Stored data:
*** Block opens ***

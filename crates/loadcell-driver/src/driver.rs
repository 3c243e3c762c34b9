//! Load Cell Driver
//!
//! Owns the transport, the receive ring buffer and the frame extractor.
//! Each receive call performs one bounded transport read followed by one
//! extraction pass. Not reentrant: one caller per driver.

use crate::diagnostics::{Clock, DiagnosticDumper, MonotonicClock, DEFAULT_DUMP_INTERVAL_MS};
use crate::error::DriverError;
use crate::extractor::{FrameExtractor, Recv};
use crate::serial::{SerialConfig, SerialTransport};
use crate::transport::Transport;
use data_validator::{SanityConfig, SanityValidator};
use loadcell_protocol::wire::POLL_COMMAND;
use loadcell_protocol::FramePolicy;
use ring_buffer::{ByteRingBuffer, DEFAULT_CAPACITY};
use serde::{Deserialize, Serialize};
use tracing::{debug, info, warn};

/// Default maximum bytes per transport read
pub const DEFAULT_READ_CHUNK: usize = 256;

/// Driver configuration
#[derive(Debug, Clone, PartialEq, Serialize, Deserialize)]
#[serde(default)]
pub struct DriverConfig {
    /// Receive buffer capacity in bytes
    pub ring_capacity: usize,
    /// Maximum bytes per transport read
    pub read_chunk: usize,
    /// How frame lengths are determined
    pub frame_policy: FramePolicy,
    /// Also dump frames that pass the sanity check
    pub dump_ok_frames: bool,
    /// Minimum spacing between diagnostic dumps
    pub dump_interval_ms: u64,
    /// Status field bounds
    pub sanity: SanityConfig,
}

impl Default for DriverConfig {
    fn default() -> Self {
        Self {
            ring_capacity: DEFAULT_CAPACITY,
            read_chunk: DEFAULT_READ_CHUNK,
            frame_policy: FramePolicy::default(),
            dump_ok_frames: false,
            dump_interval_ms: DEFAULT_DUMP_INTERVAL_MS,
            sanity: SanityConfig::default(),
        }
    }
}

impl DriverConfig {
    /// Check that the settings are usable together
    pub fn validate(&self) -> Result<(), DriverError> {
        self.frame_policy.validate()?;

        if self.read_chunk == 0 {
            return Err(DriverError::InvalidConfig(
                "read_chunk must be greater than zero".to_string(),
            ));
        }
        if self.frame_policy.max_frame_len() > self.ring_capacity {
            return Err(DriverError::InvalidConfig(format!(
                "ring_capacity {} cannot hold a {}-byte frame",
                self.ring_capacity,
                self.frame_policy.max_frame_len()
            )));
        }
        Ok(())
    }
}

/// Receive counters
#[derive(Debug, Clone, Copy, Default, PartialEq, Eq, Serialize)]
pub struct DriverStats {
    /// Bytes read from the transport
    pub bytes_received: u64,
    /// Bytes lost to ring buffer overflow
    pub bytes_evicted: u64,
    /// Bytes dropped while searching for a header
    pub bytes_discarded: u64,
    /// Frames decoded and accepted
    pub frames_decoded: u64,
    /// Frames consumed but rejected
    pub faults: u64,
}

/// Driver for one load cell on one transport
pub struct LoadCellDriver<T: Transport = SerialTransport> {
    transport: T,
    ring: ByteRingBuffer,
    extractor: FrameExtractor,
    read_buf: Vec<u8>,
    last_error: String,
}

impl<T: Transport> LoadCellDriver<T> {
    /// Create a driver over `transport`
    pub fn new(transport: T, config: DriverConfig) -> Result<Self, DriverError> {
        Self::with_clock(transport, config, Box::new(MonotonicClock::new()))
    }

    /// Create a driver whose diagnostic throttle reads `clock`
    pub fn with_clock(
        transport: T,
        config: DriverConfig,
        clock: Box<dyn Clock>,
    ) -> Result<Self, DriverError> {
        config.validate()?;

        let ring = ByteRingBuffer::new(config.ring_capacity)?;
        let extractor = FrameExtractor::new(
            config.frame_policy,
            SanityValidator::new(config.sanity.clone()),
            DiagnosticDumper::new(config.dump_interval_ms, clock),
            config.dump_ok_frames,
        );

        debug!(
            "Driver created: ring {} bytes, read chunk {}, policy {:?}",
            config.ring_capacity, config.read_chunk, config.frame_policy
        );

        Ok(Self {
            transport,
            ring,
            extractor,
            read_buf: vec![0u8; config.read_chunk],
            last_error: String::new(),
        })
    }

    /// Open the transport with its stored configuration
    pub fn open(&mut self) -> Result<(), DriverError> {
        let result = self.transport.open().map_err(DriverError::from);
        self.record(result)
    }

    /// Close the transport; buffered bytes are kept
    pub fn close(&mut self) {
        self.transport.close();
    }

    pub fn is_open(&self) -> bool {
        self.transport.is_open()
    }

    /// Read once from the transport and run one extraction pass
    pub fn recv_once(&mut self) -> Result<Recv, DriverError> {
        let read = match self.transport.read(&mut self.read_buf) {
            Ok(n) => n,
            Err(err) => return self.record(Err(DriverError::Read(err))),
        };

        if read > 0 {
            self.ring.push(&self.read_buf[..read]);
        }

        Ok(self.extractor.extract(&mut self.ring))
    }

    /// Run one extraction pass over already buffered bytes
    pub fn next_buffered(&mut self) -> Recv {
        self.extractor.extract(&mut self.ring)
    }

    /// Write the poll command for request/response sensors
    pub fn send_poll(&mut self) -> Result<(), DriverError> {
        let result = match self.transport.write(&POLL_COMMAND) {
            Ok(written) if written == POLL_COMMAND.len() => Ok(()),
            Ok(written) => Err(DriverError::ShortWrite {
                written,
                expected: POLL_COMMAND.len(),
            }),
            Err(err) => Err(DriverError::Write(err)),
        };
        self.record(result)
    }

    /// Bytes currently buffered
    pub fn buffered(&self) -> usize {
        self.ring.len()
    }

    pub fn stats(&self) -> DriverStats {
        let extract = self.extractor.stats();
        DriverStats {
            bytes_received: self.ring.total_pushed(),
            bytes_evicted: self.ring.total_evicted(),
            bytes_discarded: extract.bytes_discarded,
            frames_decoded: extract.frames_decoded,
            faults: extract.faults,
        }
    }

    /// Message of the most recent failure, empty if none
    pub fn last_error(&self) -> &str {
        &self.last_error
    }

    pub fn transport(&self) -> &T {
        &self.transport
    }

    pub fn transport_mut(&mut self) -> &mut T {
        &mut self.transport
    }

    fn record<V>(&mut self, result: Result<V, DriverError>) -> Result<V, DriverError> {
        if let Err(err) = &result {
            if err.is_end_of_stream() {
                debug!("{}", err);
            } else {
                warn!("{}", err);
            }
            self.last_error = err.to_string();
        }
        result
    }
}

impl LoadCellDriver<SerialTransport> {
    /// Store `serial` as the port configuration and open it
    pub fn open_with(&mut self, serial: SerialConfig) -> Result<(), DriverError> {
        info!("Opening load cell on {}", serial.device);
        let result = self.transport.open_with(serial).map_err(DriverError::from);
        self.record(result)
    }
}

#[cfg(test)]
mod tests {
    use super::*;
    use crate::diagnostics::ManualClock;
    use crate::replay::ReplayTransport;
    use crate::transport::TransportError;
    use loadcell_protocol::{FrameBuilder, LoadCellStatus, ResultCode};
    use proptest::prelude::*;

    fn driver(data: Vec<u8>, chunk: usize) -> LoadCellDriver<ReplayTransport> {
        let mut driver = LoadCellDriver::with_clock(
            ReplayTransport::new(data, chunk),
            DriverConfig::default(),
            Box::new(ManualClock::new(0)),
        )
        .unwrap();
        driver.open().unwrap();
        driver
    }

    /// Receive until the transport runs dry, then drain the buffer
    fn collect(driver: &mut LoadCellDriver<ReplayTransport>) -> Vec<Recv> {
        let mut out = Vec::new();
        loop {
            match driver.recv_once() {
                Ok(Recv::NoFrame) => {}
                Ok(recv) => out.push(recv),
                Err(err) if err.is_end_of_stream() => break,
                Err(err) => panic!("unexpected error: {err}"),
            }
        }
        loop {
            match driver.next_buffered() {
                Recv::NoFrame => break,
                recv => out.push(recv),
            }
        }
        out
    }

    #[test]
    fn test_zero_frame_scenario() {
        let mut input = vec![0x55, 0xAB, 0x01, 0x15];
        input.extend_from_slice(&[0u8; 21]);
        let mut driver = driver(input, 256);

        let recv = driver.recv_once().unwrap();
        assert_eq!(recv.code(), ResultCode::Ok);
        assert_eq!(recv, Recv::Status(LoadCellStatus::default()));
        assert_eq!(driver.buffered(), 0);
    }

    #[test]
    fn test_leading_byte_scenario() {
        let mut input = vec![0xAA, 0x55, 0xAB, 0x01, 0x15];
        input.extend_from_slice(&[0u8; 21]);
        let mut driver = driver(input, 256);

        assert_eq!(
            driver.recv_once().unwrap(),
            Recv::Status(LoadCellStatus::default())
        );
        assert_eq!(driver.stats().bytes_discarded, 1);
    }

    #[test]
    fn test_byte_at_a_time() {
        let frame = FrameBuilder::new().weights(10, -10, 7).build();
        let mut input = vec![0x00, 0x55, 0x13];
        input.extend_from_slice(&frame);
        let mut driver = driver(input, 1);

        let received = collect(&mut driver);
        assert_eq!(received.len(), 1);
        let status = received[0].status().copied().unwrap();
        assert_eq!(status.gross_weight, 10.0);
        assert_eq!(status.right_weight, -10.0);
        assert_eq!(status.left_weight, 7.0);
    }

    #[test]
    fn test_read_failure_reported() {
        let mut driver = driver(Vec::new(), 8);
        driver.close();

        let err = driver.recv_once().unwrap_err();
        assert_eq!(err.code(), Some(ResultCode::IoReadFail));
        assert!(matches!(err, DriverError::Read(TransportError::NotOpen(_))));
        assert_eq!(driver.last_error(), "Read failed: Read(): port is not open");
    }

    #[test]
    fn test_sanity_fault_then_recovery() {
        let input = [
            FrameBuilder::new().status_bytes([0, 0, 0, 0, 0, 0, 0, 0, 3]).build(),
            FrameBuilder::new().weights(5, 3, 2).build(),
        ]
        .concat();
        let mut driver = driver(input, 256);

        let recv = driver.recv_once().unwrap();
        assert_eq!(recv.code(), ResultCode::SanityFail);
        assert_eq!(driver.buffered(), 25);

        let recv = driver.next_buffered();
        assert_eq!(recv.status().map(|s| s.gross_weight), Some(5.0));
        assert_eq!(driver.stats().faults, 1);
        assert_eq!(driver.stats().frames_decoded, 1);
    }

    #[test]
    fn test_send_poll() {
        let mut driver = driver(Vec::new(), 8);
        driver.send_poll().unwrap();
        assert_eq!(
            driver.transport().written(),
            [vec![0x55u8, 0xAB, 0x01, 0x00]].as_slice()
        );
    }

    #[test]
    fn test_short_poll_write() {
        let mut driver = LoadCellDriver::new(
            ReplayTransport::new(Vec::new(), 8).with_write_limit(3),
            DriverConfig::default(),
        )
        .unwrap();
        driver.open().unwrap();

        let err = driver.send_poll().unwrap_err();
        assert_eq!(err.code(), Some(ResultCode::IoWriteFail));
        assert!(matches!(
            err,
            DriverError::ShortWrite {
                written: 3,
                expected: 4
            }
        ));
    }

    #[test]
    fn test_config_validation() {
        let too_small = DriverConfig {
            ring_capacity: 32,
            ..Default::default()
        };
        assert!(matches!(
            LoadCellDriver::new(ReplayTransport::new(Vec::new(), 1), too_small),
            Err(DriverError::InvalidConfig(_))
        ));

        let zero = DriverConfig {
            ring_capacity: 0,
            frame_policy: FramePolicy::Fixed { len: 25 },
            ..Default::default()
        };
        assert!(LoadCellDriver::new(ReplayTransport::new(Vec::new(), 1), zero).is_err());

        let bad_policy = DriverConfig {
            frame_policy: FramePolicy::Fixed { len: 10 },
            ..Default::default()
        };
        let err = LoadCellDriver::new(ReplayTransport::new(Vec::new(), 1), bad_policy)
            .err()
            .unwrap();
        assert_eq!(err.code(), Some(ResultCode::FrameInvalid));
    }

    #[test]
    fn test_overflow_keeps_newest_frame() {
        let config = DriverConfig {
            ring_capacity: 64,
            read_chunk: 256,
            ..Default::default()
        };
        let old = FrameBuilder::new().weights(1, 0, 0).build();
        let new = FrameBuilder::new().weights(2, 0, 0).build();
        let input = [old.clone(), old.clone(), old, new].concat();
        let mut driver = LoadCellDriver::new(ReplayTransport::new(input, 256), config).unwrap();
        driver.open().unwrap();

        let received = collect(&mut driver);
        let last = received.last().and_then(Recv::status).copied().unwrap();
        assert_eq!(last.gross_weight, 2.0);
        assert!(driver.stats().bytes_evicted > 0);
    }

    #[test]
    fn test_header_split_across_reads() {
        // The first read ends in the first two magic bytes
        let frame = FrameBuilder::new().weights(42, 40, 2).build();
        let input = [vec![0x10, 0x55, 0xAB], frame[2..].to_vec()].concat();
        let mut driver = driver(input, 3);

        let received = collect(&mut driver);
        assert_eq!(received.len(), 1);
        assert_eq!(received[0].status().map(|s| s.gross_weight), Some(42.0));
        assert_eq!(driver.stats().bytes_discarded, 1);
    }

    proptest! {
        #[test]
        fn prop_chunk_split_invariance(
            junk in prop::collection::vec(prop::sample::select(vec![0x55u8, 0xAB, 0x01, 0x00, 0x13]), 0..40),
            gross in any::<i32>(),
            right in any::<i32>(),
            left in any::<i32>(),
            chunk in 1usize..64,
        ) {
            let frame = FrameBuilder::new().weights(gross, right, left).build();
            let input = [junk, frame].concat();

            let whole = collect(&mut driver(input.clone(), input.len()));
            let split = collect(&mut driver(input, chunk));

            // Junk may hold a complete false header, so only equality is fixed
            prop_assert_eq!(&whole, &split);
        }
    }
}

*** Block closes ***

Activity → Take every line from the data that includes the word "MonotonicClock".

Written solution →
use crate::diagnostics::{Clock, DiagnosticDumper, MonotonicClock, DEFAULT_DUMP_INTERVAL_MS};
        Self::with_clock(transport, config, Box::new(MonotonicClock::new()))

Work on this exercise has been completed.